The Company of the Curtain is a member of NODA, the National Operatic & Dramatic Association. Each production we put on is viewed and adjudicated by them, and the reviews printed in their magazine.
Please see a selection of some of our previous reviews below.
'Nobody's Perfect' - 11th - 15th February 2014
Nobody's Perfect depends for its success on four actors, three of whom represent three generations of a very dysfunctional family.
The story centers around shy, divorced statistician Leonard, whose novel has won a competition mounted by a London publishing house, Love is All Around. The trouble is, the competition is for women only. The publishing house is run by women for women, so Leonard wrote the novel under the pseudonym of Myrtle Banbury.
Leonard manages to hoodwink Harriet, who is running the competition, masquerading as Myrtle on the telephone; but things quickly descend into complete farce when Harriet insists upon meeting Myrtle in person, particularly since neither Leonard's somewhat senile but raunchy father, Gus, who has been thrown out of his senior citizen housing for inappropriate behavior, nor his school age daughter, Dee-Dee, is in on the act.
There was good interplay between these four throughout the production, with good pace and clever use of props.
Emma Howes as Dee Dee is surely a star in the making, she was word perfect with some lovely facial expressions. Zena Broadbent gave a lively, believable performance as Harriet and Duncan McLaurie playing Leonard, bought out a lot of the humour from his/her attempts to deceive Harriet over the phone, but his acting abilities excelled when it came to cross-dressing for Harriet's visit.
There were many joyous moments in this production, particularly when Phil Seedhouse, was on stage. He gave a delightful and amusing account of forgetful, lecherous grandfather Gus.
This production, directed by Laura Chinn assisted by Faith Jerromes, was a well-crafted well-directed comedy enjoyed by actors and audience alike. It was also well-served by an excellent set designed by Chris Woodfield which in no small way added to the fun. A thoroughly entertaining night out.

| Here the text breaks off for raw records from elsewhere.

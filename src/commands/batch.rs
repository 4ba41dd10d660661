//! @acp:module "Batch Command"
//! @acp:summary "Generate contracts for many prompts in parallel"
//! @acp:domain cli
//! @acp:layer handler
//!
//! Reads one prompt per line and writes one JSON object per line, in input
//! order. Blank lines and lines starting with `#` are skipped.

use std::io::Write;
use std::path::PathBuf;

use anyhow::{Context, Result};
use console::style;
use rayon::prelude::*;
use serde::Serialize;

use crate::generator::{GenerationResult, Generator};

/// Options for the batch command
#[derive(Debug, Clone)]
pub struct BatchOptions {
    /// File with one prompt per line
    pub input: PathBuf,
    /// JSON lines destination (stdout if None)
    pub output: Option<PathBuf>,
}

#[derive(Debug, Serialize)]
struct BatchLine<'a> {
    prompt: &'a str,
    result: &'a GenerationResult,
}

/// Extract prompts from file content
pub fn parse_prompts(content: &str) -> Vec<String> {
    content
        .lines()
        .map(str::trim)
        .filter(|line| !line.is_empty() && !line.starts_with('#'))
        .map(str::to_string)
        .collect()
}

/// Generate every prompt on the rayon pool, preserving order
pub fn generate_batch(generator: &Generator, prompts: &[String]) -> Vec<GenerationResult> {
    prompts
        .par_iter()
        .map(|prompt| generator.generate(prompt))
        .collect()
}

/// Execute the batch command
pub fn execute_batch(options: BatchOptions, generator: &Generator) -> Result<()> {
    let content = std::fs::read_to_string(&options.input)
        .with_context(|| format!("Failed to read prompts from {:?}", options.input))?;
    let prompts = parse_prompts(&content);
    let results = generate_batch(generator, &prompts);

    let mut out: Box<dyn Write> = match options.output {
        Some(ref path) => Box::new(
            std::fs::File::create(path)
                .with_context(|| format!("Failed to create {:?}", path))?,
        ),
        None => Box::new(std::io::stdout().lock()),
    };

    for (prompt, result) in prompts.iter().zip(&results) {
        let line = BatchLine { prompt, result };
        writeln!(out, "{}", serde_json::to_string(&line)?)?;
    }
    out.flush()?;

    let succeeded = results.iter().filter(|r| r.is_success()).count();
    eprintln!(
        "{} {} generated, {} {} failed",
        style("✓").green(),
        succeeded,
        style("✗").red(),
        results.len() - succeeded
    );

    Ok(())
}

#[cfg(test)]
mod tests {
    use super::*;
    use crate::archetype::Archetype;

    #[test]
    fn test_parse_prompts_skips_comments_and_blanks() {
        let prompts = parse_prompts("# examples\nBuild a staking pool\n\n  Create a 2 of 3 multisig  \n");
        assert_eq!(prompts, vec!["Build a staking pool", "Create a 2 of 3 multisig"]);
    }

    #[test]
    fn test_generate_batch_preserves_order() {
        let prompts: Vec<String> = [
            "Build a staking pool contract",
            "make me a contract",
            "Build a voting contract for DAO proposals",
        ]
        .iter()
        .map(|s| s.to_string())
        .collect();

        let results = generate_batch(&Generator::default(), &prompts);
        let archetypes: Vec<_> = results.iter().map(|r| r.archetype()).collect();
        assert_eq!(
            archetypes,
            vec![Some(Archetype::Staking), None, Some(Archetype::Voting)]
        );
    }

    #[test]
    fn test_execute_batch_writes_json_lines() {
        let dir = tempfile::tempdir().unwrap();
        let input = dir.path().join("prompts.txt");
        let output = dir.path().join("out.jsonl");
        std::fs::write(&input, "Build a staking pool contract\nhello\n").unwrap();

        execute_batch(
            BatchOptions {
                input,
                output: Some(output.clone()),
            },
            &Generator::default(),
        )
        .unwrap();

        let written = std::fs::read_to_string(output).unwrap();
        let lines: Vec<serde_json::Value> = written
            .lines()
            .map(|l| serde_json::from_str(l).unwrap())
            .collect();
        assert_eq!(lines.len(), 2);
        assert_eq!(lines[0]["result"]["type"], "staking");
        assert_eq!(lines[1]["prompt"], "hello");
        assert_eq!(lines[1]["result"]["success"], false);
    }
}
//! @acp:module "Commands"
//! @acp:summary "CLI command implementations"
//! @acp:domain cli
//! @acp:layer handler
//!
//! Each command is in its own submodule. Commands only move strings in and
//! results out; all decisions live in the generator.

pub mod batch;
pub mod classify;
pub mod generate;
pub mod networks;
pub mod output;
pub mod serve;
pub mod templates;

pub use batch::{execute_batch, generate_batch, parse_prompts, BatchOptions};
pub use classify::{execute_classify, ClassifyOptions};
pub use generate::{execute_generate, resolve_prompt, GenerateOptions, SAMPLE_PROMPT};
pub use networks::{execute_networks, NetworksOptions};
pub use output::{banner_line, format_params, BANNER_WIDTH};
pub use serve::{execute_serve, ServeOptions};
pub use templates::{execute_templates, TemplatesSubcommand};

review by Birmingham & District Theatre Guild
'Stepping Out' - 15th - 19th May 2012
Richard Harris' comedy about a class of amateur tap dancers remains as true to life as ever, nearly 30 years after its premiere in 1984. This piece suited this company, the performance space and these actors very well. The majority of the comedy and the meaningful moments in this play come from the hints at life outside the tap class - as these very different women (and one man) let slip more of their lives, we not only see a social divide in morals, reasons for being in the class, levels of confidence, ability and self worth. This piece gives each character more or less equal weighting. These characters were created over 25 years ago but they are still well and alive in out society today.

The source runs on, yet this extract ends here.